Provided information START

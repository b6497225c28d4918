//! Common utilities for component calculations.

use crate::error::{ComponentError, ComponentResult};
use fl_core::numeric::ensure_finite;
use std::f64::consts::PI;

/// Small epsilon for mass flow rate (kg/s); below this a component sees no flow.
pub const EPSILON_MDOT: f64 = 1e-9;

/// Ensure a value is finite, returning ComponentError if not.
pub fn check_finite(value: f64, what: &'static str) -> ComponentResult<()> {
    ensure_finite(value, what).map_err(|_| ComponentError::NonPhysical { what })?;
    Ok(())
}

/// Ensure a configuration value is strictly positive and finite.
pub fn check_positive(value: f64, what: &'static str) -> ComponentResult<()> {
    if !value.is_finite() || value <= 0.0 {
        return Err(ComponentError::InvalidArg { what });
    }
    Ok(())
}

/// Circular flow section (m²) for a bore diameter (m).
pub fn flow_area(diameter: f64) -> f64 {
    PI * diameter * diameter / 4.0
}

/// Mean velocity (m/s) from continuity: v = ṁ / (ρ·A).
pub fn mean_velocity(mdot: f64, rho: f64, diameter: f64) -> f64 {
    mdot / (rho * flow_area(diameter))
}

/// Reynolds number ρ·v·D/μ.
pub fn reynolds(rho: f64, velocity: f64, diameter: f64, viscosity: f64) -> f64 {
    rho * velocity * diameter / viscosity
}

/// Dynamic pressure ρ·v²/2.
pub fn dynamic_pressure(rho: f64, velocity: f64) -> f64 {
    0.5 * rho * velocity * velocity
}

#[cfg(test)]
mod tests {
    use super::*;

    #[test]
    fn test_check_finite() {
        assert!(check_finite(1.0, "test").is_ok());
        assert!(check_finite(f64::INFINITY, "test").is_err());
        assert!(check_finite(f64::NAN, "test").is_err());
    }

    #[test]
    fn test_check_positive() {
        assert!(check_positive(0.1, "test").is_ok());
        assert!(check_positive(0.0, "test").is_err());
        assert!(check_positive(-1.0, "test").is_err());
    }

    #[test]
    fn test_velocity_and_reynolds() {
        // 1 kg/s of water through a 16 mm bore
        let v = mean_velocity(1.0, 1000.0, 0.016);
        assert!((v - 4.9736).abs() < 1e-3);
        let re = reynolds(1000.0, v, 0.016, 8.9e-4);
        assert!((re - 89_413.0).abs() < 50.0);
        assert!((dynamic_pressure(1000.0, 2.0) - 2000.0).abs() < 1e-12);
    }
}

Provided information END

Print exactly the lines above from the one with "sees no flow." to the one with "bore diameter (m).", including both.

/// Small epsilon for mass flow rate (kg/s); below this a component sees no flow.
pub const EPSILON_MDOT: f64 = 1e-9;

/// Ensure a value is finite, returning ComponentError if not.
pub fn check_finite(value: f64, what: &'static str) -> ComponentResult<()> {
    ensure_finite(value, what).map_err(|_| ComponentError::NonPhysical { what })?;
    Ok(())
}

/// Ensure a configuration value is strictly positive and finite.
pub fn check_positive(value: f64, what: &'static str) -> ComponentResult<()> {
    if !value.is_finite() || value <= 0.0 {
        return Err(ComponentError::InvalidArg { what });
    }
    Ok(())
}

/// Circular flow section (m²) for a bore diameter (m).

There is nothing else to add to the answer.